IGLESIA DE LOS MILAGROS
Pasados casi tres siglos, el Padre Francisco Javier Simó quiso conmemorar el milagroso acontecimiento. En 1918 encargó, por cuenta de la Congregación Mariana , la r
ealización de un lienzo al pintor Juan Cingolani (1859 – 1932). El artista presentó para su aprobación un boceto pequeño, que hoy se exhibe en el salón principal del
Museo Histórico del colegio de la Inmaculada Concepción. Para pintar el cuadro, se ajustó a los datos relatados en las actas de aquel día y memorias posteriores,
como las de un testigo, el Padre Francisco Jarque, cura rector de la imperial Villa de Potosí, de paso en Santa Fe camino a Madrid.

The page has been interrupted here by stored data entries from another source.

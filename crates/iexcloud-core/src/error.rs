use std::num::ParseFloatError;

use thiserror::Error;

use crate::http_client::HttpError;

/// Non-200 response from IEX Cloud.
///
/// `message` is the raw response body, or empty when the body could not be
/// read.
#[derive(Debug, Error, Clone, PartialEq, Eq)]
#[error("{status_code} {reason}: {message}", reason = canonical_reason(.status_code))]
pub struct ApiError {
    pub status_code: u16,
    pub message: String,
}

impl ApiError {
    pub fn new(status_code: u16, message: impl Into<String>) -> Self {
        Self {
            status_code,
            message: message.into(),
        }
    }

    /// 4xx: usually a bad symbol, bad option combination or a rejected token.
    pub const fn is_client_error(&self) -> bool {
        self.status_code >= 400 && self.status_code < 500
    }

    pub const fn is_server_error(&self) -> bool {
        self.status_code >= 500 && self.status_code < 600
    }
}

fn canonical_reason(status_code: &u16) -> &'static str {
    reqwest::StatusCode::from_u16(*status_code)
        .ok()
        .and_then(|status| status.canonical_reason())
        .unwrap_or("")
}

/// Top-level error type for client operations.
#[derive(Debug, Error)]
pub enum IexError {
    #[error(transparent)]
    Transport(#[from] HttpError),

    #[error(transparent)]
    Api(#[from] ApiError),

    #[error("failed to decode response: {0}")]
    Decode(#[from] serde_json::Error),

    #[error("price response is not a number: '{body}'")]
    InvalidPrice {
        body: String,
        #[source]
        source: ParseFloatError,
    },
}

impl IexError {
    /// The API error carried by this value, if the upstream answered with a
    /// non-200 status.
    pub fn as_api_error(&self) -> Option<&ApiError> {
        match self {
            Self::Api(error) => Some(error),
            _ => None,
        }
    }
}
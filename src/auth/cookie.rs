//! Cookie transport for identity tokens.
//!
//! The token travels in an `HttpOnly`, `SameSite=Lax` cookie named
//! `Authorization`. Logout overwrites it with an empty, already-expired one.

use axum::http::{HeaderMap, header};
use cookie::{Cookie, SameSite, time::Duration as CookieDuration, time::OffsetDateTime};
use std::time::Duration;

use super::jwt::AuthError;

/// Name of the cookie carrying the identity token.
pub const AUTH_COOKIE: &str = "Authorization";

/// Cookie set on successful login.
pub fn login_cookie(token: impl Into<String>, ttl: Duration, secure: bool) -> Cookie<'static> {
    let max_age = i64::try_from(ttl.as_secs()).unwrap_or(i64::MAX);

    Cookie::build((AUTH_COOKIE, token.into()))
        .path("/")
        .http_only(true)
        .same_site(SameSite::Lax)
        .secure(secure)
        .max_age(CookieDuration::seconds(max_age))
        .build()
}

/// Empty cookie with a negative max-age that makes the browser drop the token.
pub fn logout_cookie(secure: bool) -> Cookie<'static> {
    Cookie::build((AUTH_COOKIE, ""))
        .path("/")
        .http_only(true)
        .same_site(SameSite::Lax)
        .secure(secure)
        .max_age(CookieDuration::seconds(-1))
        .expires(OffsetDateTime::UNIX_EPOCH)
        .build()
}

/// Pull the token out of the request's `Cookie` headers.
///
/// A missing cookie and a cookie with an empty value are both `Missing`.
pub fn token_from_cookie(headers: &HeaderMap) -> Result<String, AuthError> {
    headers
        .get_all(header::COOKIE)
        .iter()
        .filter_map(|value| value.to_str().ok())
        .flat_map(Cookie::split_parse)
        .filter_map(|cookie| cookie.ok())
        .find(|cookie| cookie.name() == AUTH_COOKIE)
        .map(|cookie| cookie.value().to_string())
        .filter(|value| !value.is_empty())
        .ok_or(AuthError::Missing)
}
//! orgauth - organization-scoped account service
//!
//! Users belong to exactly one organization and carry a role. They sign in
//! with a username and password and receive a signed token in an
//! `Authorization` cookie. Admins manage the members of their own
//! organization; nobody can see or touch another organization's users.
//!
//! # Features
//!
//! - **HTTP**: Axum routes for login, logout and member management
//! - **Authentication**: HS256 JWTs in an `HttpOnly` cookie, Argon2id passwords
//! - **Database**: SeaORM store for Postgres, with an in-memory store for tests
//! - **Testing**: Alba-style HTTP scenarios and a SQLite test database
//!
//! # Quick Start
//!
//! ```rust,no_run
//! use std::sync::Arc;
//! use orgauth::{App, AppState, ConfigBuilder};
//! use orgauth::auth::PasswordHasher;
//! use orgauth::repository::InMemoryUserRepository;
//!
//! #[tokio::main]
//! async fn main() -> anyhow::Result<()> {
//!     let config = ConfigBuilder::new().from_env().build()?;
//!     orgauth::init_tracing_with_config(&config);
//!
//!     let hasher = PasswordHasher::default();
//!     let repo = InMemoryUserRepository::with_fixtures(hasher.clone())?;
//!     let state = AppState::new(Arc::new(repo), hasher, &config.auth);
//!
//!     App::new(config, state).serve().await?;
//!     Ok(())
//! }
//! ```

mod app;
pub mod auth;
mod config;
pub mod cors;
pub mod database;
mod error;
pub mod http;
pub mod members;
mod middleware;
pub mod models;
pub mod repository;
pub mod testing;
pub mod utils;

// Re-exports for public API
pub use app::{App, AppState};
pub use config::{AuthConfig, Config, ConfigBuilder, DEFAULT_JWT_SECRET, LoggingConfig, ServerConfig};
pub use cors::CorsConfig;
pub use database::DatabaseConfig;
pub use error::{OrgAuthError, Result};
pub use http::{ApiResponse, JsonResponse};
pub use middleware::MakeRequestUuid;
pub use models::{NewUser, Organization, Role, User};
pub use repository::{RepositoryError, UserRepository};

use tracing_subscriber::{EnvFilter, layer::SubscriberExt, util::SubscriberInitExt};

/// Initialize tracing/logging with sensible defaults
///
/// # Environment Variables
///
/// - `RUST_LOG`: Set log level (e.g., "info", "debug", "orgauth=debug")
/// - `ORGAUTH_LOG_JSON`: Set to "true" for JSON formatted logs
pub fn init_tracing() {
    let env_filter = EnvFilter::try_from_default_env().unwrap_or_else(|_| EnvFilter::new("info"));

    let json_logs = std::env::var("ORGAUTH_LOG_JSON")
        .map(|v| v.parse::<bool>().unwrap_or(false))
        .unwrap_or(false);

    install_subscriber(env_filter, json_logs);
}

/// Initialize tracing from a loaded [`Config`]. `RUST_LOG` still wins when set.
pub fn init_tracing_with_config(config: &Config) {
    let env_filter = EnvFilter::try_from_default_env()
        .unwrap_or_else(|_| EnvFilter::new(&config.logging.level));

    install_subscriber(env_filter, config.logging.json);
}

fn install_subscriber(env_filter: EnvFilter, json: bool) {
    // try_init: a second call (tests, embedding) keeps the first subscriber.
    let result = if json {
        tracing_subscriber::registry()
            .with(env_filter)
            .with(tracing_subscriber::fmt::layer().json())
            .try_init()
    } else {
        tracing_subscriber::registry()
            .with(env_filter)
            .with(tracing_subscriber::fmt::layer())
            .try_init()
    };

    if let Err(e) = result {
        tracing::debug!(error = %e, "tracing subscriber already installed");
    }
}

Cingolani utilizó los recursos propios de su formación académica en Europa para dar a la escena apariencia de realidad: el empleo de óleo sobre tela, el claroscuro,
la perspectiva y la descripción detallada de la arquitectura. Respondiendo al impulso romántico de desmesura y expresión de sentimientos, eligió el momento más dramático,
elaborando una escena de casi cuarenta personajes con características individuales, en la que se reúnen simbólicamente todos los sectores sociales de la ciudad colonial.
Ubicó a los personajes de mayor jerarquía cercanos al centro: subido al altar para verificar el portento, se puede observar al sacerdote Hernando Arias de Mansilla,
cura vicario y juez eclesiástico, la más alta autoridad religiosa local; a su lado, otros dos sacerdotes, el rector del colegio padre Pedro de Helgueta, primer testigo
del milagro, y Jarque, el cura viajero. Aprovechando que no se tenía datos sobre los rasgos fisonómicos de Jarque, el mismo Padre Simó, quien encargara la tela, le solicitó
a Cingolani que lo retratara en su lugar, con el propósito de sentirse más cerca de la Virgen. Es evidente la semejanza del personaje con las fotos que se conservan del ocasional modelo.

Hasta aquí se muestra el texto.